Saved entries
Content starts

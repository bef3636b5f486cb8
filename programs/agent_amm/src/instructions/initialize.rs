//! Protocol Initialization & Administration
//!
//! Global config setup, the pause circuit breaker, and the one-time wiring
//! of the pool's controller allow-list. Controllers are wired after
//! construction on purpose: the pool, registry and arena reference each
//! other, and two-phase initialization avoids constructor-time cycles.

use anchor_lang::prelude::*;

use crate::state::{Arena, Config, Pool, PoolError, RegistryConfig};

#[event]
pub struct ControllersWired {
    pub pool: Pubkey,
    pub registry: Pubkey,
    pub arena: Pubkey,
}

#[event]
pub struct PauseToggled {
    pub paused: bool,
    pub admin: Pubkey,
}

/// Accounts required for protocol initialization
#[derive(Accounts)]
pub struct Initialize<'info> {
    /// Protocol administrator (becomes the admin)
    #[account(mut)]
    pub admin: Signer<'info>,

    /// Global configuration account (created)
    #[account(
        init,
        payer = admin,
        space = 8 + Config::INIT_SPACE,
        seeds = [Config::SEED],
        bump,
    )]
    pub config: Account<'info, Config>,

    /// System program
    pub system_program: Program<'info, System>,
}

impl<'info> Initialize<'info> {
    pub fn initialize(&mut self, treasury: Pubkey, bumps: InitializeBumps) -> Result<()> {
        self.config.set_inner(Config {
            admin: self.admin.key(),
            treasury,
            paused: false,
            bump: bumps.config,
        });

        msg!("Protocol initialized");
        msg!("Admin: {}", self.admin.key());
        msg!("Treasury: {}", treasury);

        Ok(())
    }
}

/// One-time installation of the pool's parameter controllers
#[derive(Accounts)]
pub struct SetControllers<'info> {
    #[account(
        constraint = admin.key() == config.admin @ PoolError::UnauthorizedController,
    )]
    pub admin: Signer<'info>,

    #[account(seeds = [Config::SEED], bump = config.bump)]
    pub config: Account<'info, Config>,

    #[account(
        mut,
        seeds = [Pool::SEED],
        bump = pool.bump,
        constraint = pool.registry == Pubkey::default() @ PoolError::ControllersAlreadySet,
    )]
    pub pool: Account<'info, Pool>,

    /// The registry PDA being granted parameter authority
    #[account(seeds = [RegistryConfig::SEED], bump = registry.bump)]
    pub registry: Account<'info, RegistryConfig>,

    /// The arena PDA being granted parameter authority
    #[account(seeds = [Arena::SEED], bump = arena.bump)]
    pub arena: Account<'info, Arena>,
}

impl<'info> SetControllers<'info> {
    pub fn set_controllers(&mut self) -> Result<()> {
        self.pool.registry = self.registry.key();
        self.pool.arena = self.arena.key();

        emit!(ControllersWired {
            pool: self.pool.key(),
            registry: self.registry.key(),
            arena: self.arena.key(),
        });

        Ok(())
    }
}

/// Flip the global circuit breaker
#[derive(Accounts)]
pub struct SetPaused<'info> {
    #[account(
        constraint = admin.key() == config.admin @ PoolError::UnauthorizedController,
    )]
    pub admin: Signer<'info>,

    #[account(mut, seeds = [Config::SEED], bump = config.bump)]
    pub config: Account<'info, Config>,
}

impl<'info> SetPaused<'info> {
    pub fn set_paused(&mut self, paused: bool) -> Result<()> {
        self.config.paused = paused;
        emit!(PauseToggled {
            paused,
            admin: self.admin.key(),
        });
        Ok(())
    }
}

Content ends

§ **What is being asked**
Retype all of the entries exactly, please.

§ **Reply**
repository bef3636b5f486cb8
filename programs/agent_amm/src/instructions/initialize.rs
//! Protocol Initialization & Administration
//!
//! Global config setup, the pause circuit breaker, and the one-time wiring
//! of the pool's controller allow-list. Controllers are wired after
//! construction on purpose: the pool, registry and arena reference each
//! other, and two-phase initialization avoids constructor-time cycles.

use anchor_lang::prelude::*;

use crate::state::{Arena, Config, Pool, PoolError, RegistryConfig};

#[event]
pub struct ControllersWired {
    pub pool: Pubkey,
    pub registry: Pubkey,
    pub arena: Pubkey,
}

#[event]
pub struct PauseToggled {
    pub paused: bool,
    pub admin: Pubkey,
}

/// Accounts required for protocol initialization
#[derive(Accounts)]
pub struct Initialize<'info> {
    /// Protocol administrator (becomes the admin)
    #[account(mut)]
    pub admin: Signer<'info>,

    /// Global configuration account (created)
    #[account(
        init,
        payer = admin,
        space = 8 + Config::INIT_SPACE,
        seeds = [Config::SEED],
        bump,
    )]
    pub config: Account<'info, Config>,

    /// System program
    pub system_program: Program<'info, System>,
}

impl<'info> Initialize<'info> {
    pub fn initialize(&mut self, treasury: Pubkey, bumps: InitializeBumps) -> Result<()> {
        self.config.set_inner(Config {
            admin: self.admin.key(),
            treasury,
            paused: false,
            bump: bumps.config,
        });

        msg!("Protocol initialized");
        msg!("Admin: {}", self.admin.key());
        msg!("Treasury: {}", treasury);

        Ok(())
    }
}

/// One-time installation of the pool's parameter controllers
#[derive(Accounts)]
pub struct SetControllers<'info> {
    #[account(
        constraint = admin.key() == config.admin @ PoolError::UnauthorizedController,
    )]
    pub admin: Signer<'info>,

    #[account(seeds = [Config::SEED], bump = config.bump)]
    pub config: Account<'info, Config>,

    #[account(
        mut,
        seeds = [Pool::SEED],
        bump = pool.bump,
        constraint = pool.registry == Pubkey::default() @ PoolError::ControllersAlreadySet,
    )]
    pub pool: Account<'info, Pool>,

    /// The registry PDA being granted parameter authority
    #[account(seeds = [RegistryConfig::SEED], bump = registry.bump)]
    pub registry: Account<'info, RegistryConfig>,

    /// The arena PDA being granted parameter authority
    #[account(seeds = [Arena::SEED], bump = arena.bump)]
    pub arena: Account<'info, Arena>,
}

impl<'info> SetControllers<'info> {
    pub fn set_controllers(&mut self) -> Result<()> {
        self.pool.registry = self.registry.key();
        self.pool.arena = self.arena.key();

        emit!(ControllersWired {
            pool: self.pool.key(),
            registry: self.registry.key(),
            arena: self.arena.key(),
        });

        Ok(())
    }
}

/// Flip the global circuit breaker
#[derive(Accounts)]
pub struct SetPaused<'info> {
    #[account(
        constraint = admin.key() == config.admin @ PoolError::UnauthorizedController,
    )]
    pub admin: Signer<'info>,

    #[account(mut, seeds = [Config::SEED], bump = config.bump)]
    pub config: Account<'info, Config>,
}

impl<'info> SetPaused<'info> {
    pub fn set_paused(&mut self, paused: bool) -> Result<()> {
        self.config.paused = paused;
        emit!(PauseToggled {
            paused,
            admin: self.admin.key(),
        });
        Ok(())
    }
}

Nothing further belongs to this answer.